WHAT THE EXERCISE ASKS:
Repeat word for word the opening stretch of the entries, from the first line through the line containing "use chrono::Utc;".

THE DATA:
---+---

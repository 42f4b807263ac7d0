use chef_bazaar_api::{
    auth::{JwtVerifier, Principal},
    config::AppConfig,
    db::{create_orm_conn, run_migrations},
    entity::{
        Meals, Users,
        meals::{ActiveModel as MealActive, Column as MealCol},
        users::{ActiveModel as UserActive, Column as UserCol},
    },
    models::{Role, USER_STATUS_ACTIVE},
    services::{rating_service, request_service::generate_chef_id},
};
use chrono::Utc;
use sea_orm::{ActiveModelTrait, ColumnTrait, DatabaseConnection, EntityTrait, QueryFilter, Set};
use uuid::Uuid;

#[tokio::main]
async fn main() -> anyhow::Result<()> {
    dotenvy::dotenv().ok();
    let config = AppConfig::from_env()?;

    let orm = create_orm_conn(&config.database_url).await?;
    // Ensure migrations are applied.
    run_migrations(&orm).await?;

    let admin = ensure_user(&orm, "admin@example.com", "Admin", Role::Admin, None).await?;
    let chef_id = generate_chef_id();
    let chef = ensure_user(&orm, "chef@example.com", "Rahima Begum", Role::Chef, Some(&chef_id)).await?;
    let customer = ensure_user(&orm, "user@example.com", "Customer", Role::User, None).await?;

    let chef_id = chef.chef_id.clone().unwrap_or(chef_id);
    seed_meals(&orm, &chef, &chef_id).await?;

    let refreshed = rating_service::recompute_all(&orm).await?;
    println!("Recomputed ratings for {refreshed} meals");

    // Development credentials, signed with JWT_SECRET.
    let verifier = JwtVerifier::new(&config.jwt_secret);
    for user in [&admin, &chef, &customer] {
        let principal = Principal {
            email: user.email.clone(),
            subject: user.id.to_string(),
        };
        let token = verifier.issue(&principal, chrono::Duration::days(7))?;
        println!("{} ({}): {token}", user.email, user.role);
    }

    println!("Seed completed");
    Ok(())
}

async fn ensure_user(
    orm: &DatabaseConnection,
    email: &str,
    name: &str,
    role: Role,
    chef_id: Option<&str>,
) -> anyhow::Result<chef_bazaar_api::entity::users::Model> {
    if let Some(existing) = Users::find()
        .filter(UserCol::Email.eq(email))
        .one(orm)
        .await?
    {
        return Ok(existing);
    }

    let user = UserActive {
        id: Set(Uuid::new_v4()),
        email: Set(email.to_string()),
        name: Set(Some(name.to_string())),
        photo_url: Set(None),
        address: Set(None),
        role: Set(role.as_str().to_string()),
        status: Set(USER_STATUS_ACTIVE.to_string()),
        chef_id: Set(chef_id.map(str::to_string)),
        created_at: Set(Utc::now().into()),
    }
    .insert(orm)
    .await?;

    Ok(user)
}

async fn seed_meals(
    orm: &DatabaseConnection,
    chef: &chef_bazaar_api::entity::users::Model,
    chef_id: &str,
) -> anyhow::Result<()> {
    let meals = vec![
        ("Chicken Biryani", 12.5, vec!["rice", "chicken", "saffron", "ghee"]),
        ("Vegetable Khichuri", 7.0, vec!["rice", "lentils", "turmeric"]),
        ("Beef Bhuna", 14.0, vec!["beef", "onion", "garlic", "chili"]),
        ("Pitha Platter", 5.5, vec!["rice flour", "jaggery", "coconut"]),
    ];

    let chef_name = chef.name.clone().unwrap_or_else(|| chef.email.clone());

    for (name, price, ingredients) in meals {
        let exists = Meals::find()
            .filter(MealCol::Name.eq(name))
            .filter(MealCol::ChefEmail.eq(chef.email.clone()))
            .one(orm)
            .await?
            .is_some();
        if exists {
            continue;
        }

        MealActive {
            id: Set(Uuid::new_v4()),
            name: Set(name.to_string()),
            chef_name: Set(chef_name.clone()),
            chef_id: Set(Some(chef_id.to_string())),
            chef_email: Set(Some(chef.email.clone())),
            image: Set(None),
            price: Set(price),
            rating: Set(0.0),
            ingredients: Set(serde_json::json!(ingredients)),
            estimated_delivery_time: Set(Some("45 minutes".to_string())),
            delivery_area: Set(Some("Dhaka".to_string())),
            chef_experience: Set(Some("5 years".to_string())),
            details: Set(None),
            created_at: Set(Utc::now().into()),
        }
        .insert(orm)
        .await?;
    }

    println!("Seeded meals");
    Ok(())
}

---+---

ANSWER TO THIS PROBLEM:
repository 42f4b807263ac7d0
use chef_bazaar_api::{
    auth::{JwtVerifier, Principal},
    config::AppConfig,
    db::{create_orm_conn, run_migrations},
    entity::{
        Meals, Users,
        meals::{ActiveModel as MealActive, Column as MealCol},
        users::{ActiveModel as UserActive, Column as UserCol},
    },
    models::{Role, USER_STATUS_ACTIVE},
    services::{rating_service, request_service::generate_chef_id},
};
use chrono::Utc;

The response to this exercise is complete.